In the mid-1990s, a liminal period that saw the end of apartheid and the advent of democracy in South Africa, Sue Williamson (*1941 in Lichfield, United Kingdom) began to explore the role that the Truth and Reconciliation Commission (TRC), a committee tasked with investigating human rights abuses committed between 1960 and 1994, played in the healing of post-apartheid South Africa. Williamson’s probe, which involved the celebrated artist collecting images and excerpts from the transcripts of individual cases that circulated in newspapers at the time, resulted in the series Truth Games.

Completed in 1998, Truth Games includes twelve interactive works, two of which belong in the collection of the Stiftung Reinbeckhallen. All of these works share particular formal and conceptual qualities: their backgrounds are comprised of three grainy images depicting, from left to right, the accuser, the crime in question, and the defender, and are overlaid and dissected by ten horizontal slats. The latter provide the support for sliding panels that bear phrases from the transcripts and that invite viewers to not only engage directly with the multi-media works and their possible readings by shifting their positions, but to also question whether the testimonies of the TRC were effective in revealing the truth and helping the country to move forward.

Sue Williamson
Graca Machel - provoked disaster - Magnus Malan,
1998

They also address specific cases brought before the TRC. The works in our collection, titled Graca Machel – provoked disaster – Magnus Malan and Nkosinathi Biko – false medical certificate – Dr. Benjamin Tucker, present two high-profile cases: the deaths of Mozambican President Samora Machel and the Black Consciousness Movement leader Steve Biko.

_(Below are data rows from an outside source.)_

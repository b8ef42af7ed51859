//! Risk heuristic: decide between auto-approval and manual review.
//!
//! Runs only after the issued code was found in the profile bio. Young
//! accounts on either side are escalated to moderators.

use biogate_types::{EngineParams, Timestamp};
use serde::Serialize;
use std::fmt;

/// One violated age threshold.
#[derive(Clone, Copy, Debug, PartialEq, Eq, Serialize)]
#[serde(tag = "account", rename_all = "snake_case")]
pub enum RiskFlag {
    YoungPlatformAccount { age_days: u64, threshold_days: u64 },
    YoungExternalAccount { age_days: u64, threshold_days: u64 },
}

impl fmt::Display for RiskFlag {
    fn fmt(&self, f: &mut fmt::Formatter<'_>) -> fmt::Result {
        match self {
            Self::YoungPlatformAccount {
                age_days,
                threshold_days,
            } => write!(
                f,
                "platform account is {age_days} days old (< {threshold_days} days)"
            ),
            Self::YoungExternalAccount {
                age_days,
                threshold_days,
            } => write!(
                f,
                "external account is {age_days} days old (< {threshold_days} days)"
            ),
        }
    }
}

#[derive(Clone, Debug, PartialEq, Eq)]
pub enum RiskDecision {
    AutoApprove,
    Escalate { flags: Vec<RiskFlag> },
}

impl RiskDecision {
    /// Flag summary for moderators, e.g. `"platform account is 10 days old (< 365 days)"`.
    pub fn reason(&self) -> Option<String> {
        match self {
            Self::AutoApprove => None,
            Self::Escalate { flags } => Some(
                flags
                    .iter()
                    .map(ToString::to_string)
                    .collect::<Vec<_>>()
                    .join(", "),
            ),
        }
    }
}

/// Account ages, in whole days, of both identities at `now`.
pub fn account_ages(
    platform_created: Timestamp,
    external_created: Timestamp,
    now: Timestamp,
) -> (u64, u64) {
    (
        platform_created.age_in_days(now),
        external_created.age_in_days(now),
    )
}

pub fn assess(
    platform_created: Timestamp,
    external_created: Timestamp,
    now: Timestamp,
    params: &EngineParams,
) -> RiskDecision {
    let (platform_age, external_age) = account_ages(platform_created, external_created, now);
    let mut flags = Vec::new();

    if platform_age < params.min_platform_account_age_days {
        flags.push(RiskFlag::YoungPlatformAccount {
            age_days: platform_age,
            threshold_days: params.min_platform_account_age_days,
        });
    }
    if external_age < params.min_external_account_age_days {
        flags.push(RiskFlag::YoungExternalAccount {
            age_days: external_age,
            threshold_days: params.min_external_account_age_days,
        });
    }

    if flags.is_empty() {
        RiskDecision::AutoApprove
    } else {
        RiskDecision::Escalate { flags }
    }
}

The former work depicts the wife of Machel, Graca Machel, who believed that the plane crash that killed her husband involved the South African Defence Force, and the ex-head of the organization, General Magnus Malan, who denied these claims. The latter work portrays Nkosinathi Biko and Dr. Benjamin Tucker, a man who signed a death certificate stating that Biko’s father had died of natural causes, despite him receiving several deadly blows to the head while in detention. In both works, the center images, the site of the plane crash and the gravestone of Biko, serve as an uncovering and reminder of the atrocities that were carried out during apartheid in South Africa.

Dr. Candice M. Hamelin


Sue Williamson, a British-born artist who emigrated to South Africa with her family in 1948, has been exploring South African society and the various events that have been shaping it since the late 1970s. Her work has been included in numerous solo and group exhibitions around the globe, most recently in All our Mother’s (Goodman Gallery, London, 2022), Global (e) Resistance (Centre Pompidou, 2020-2021) and The Sum of All Parts (Museum of Modern Art, New York, 2020), and belongs in the following collections: the Tate Modern, London; the Victoria & Albert Museum, London; the Centre Pompidou, Paris; the Daimler Collection, Berlin; the Iziko South African National Gallery, Cape Town; and the Johannesburg Art Gallery, Johannesburg, among others.

Williamson lives and works in Cape Town, South Africa.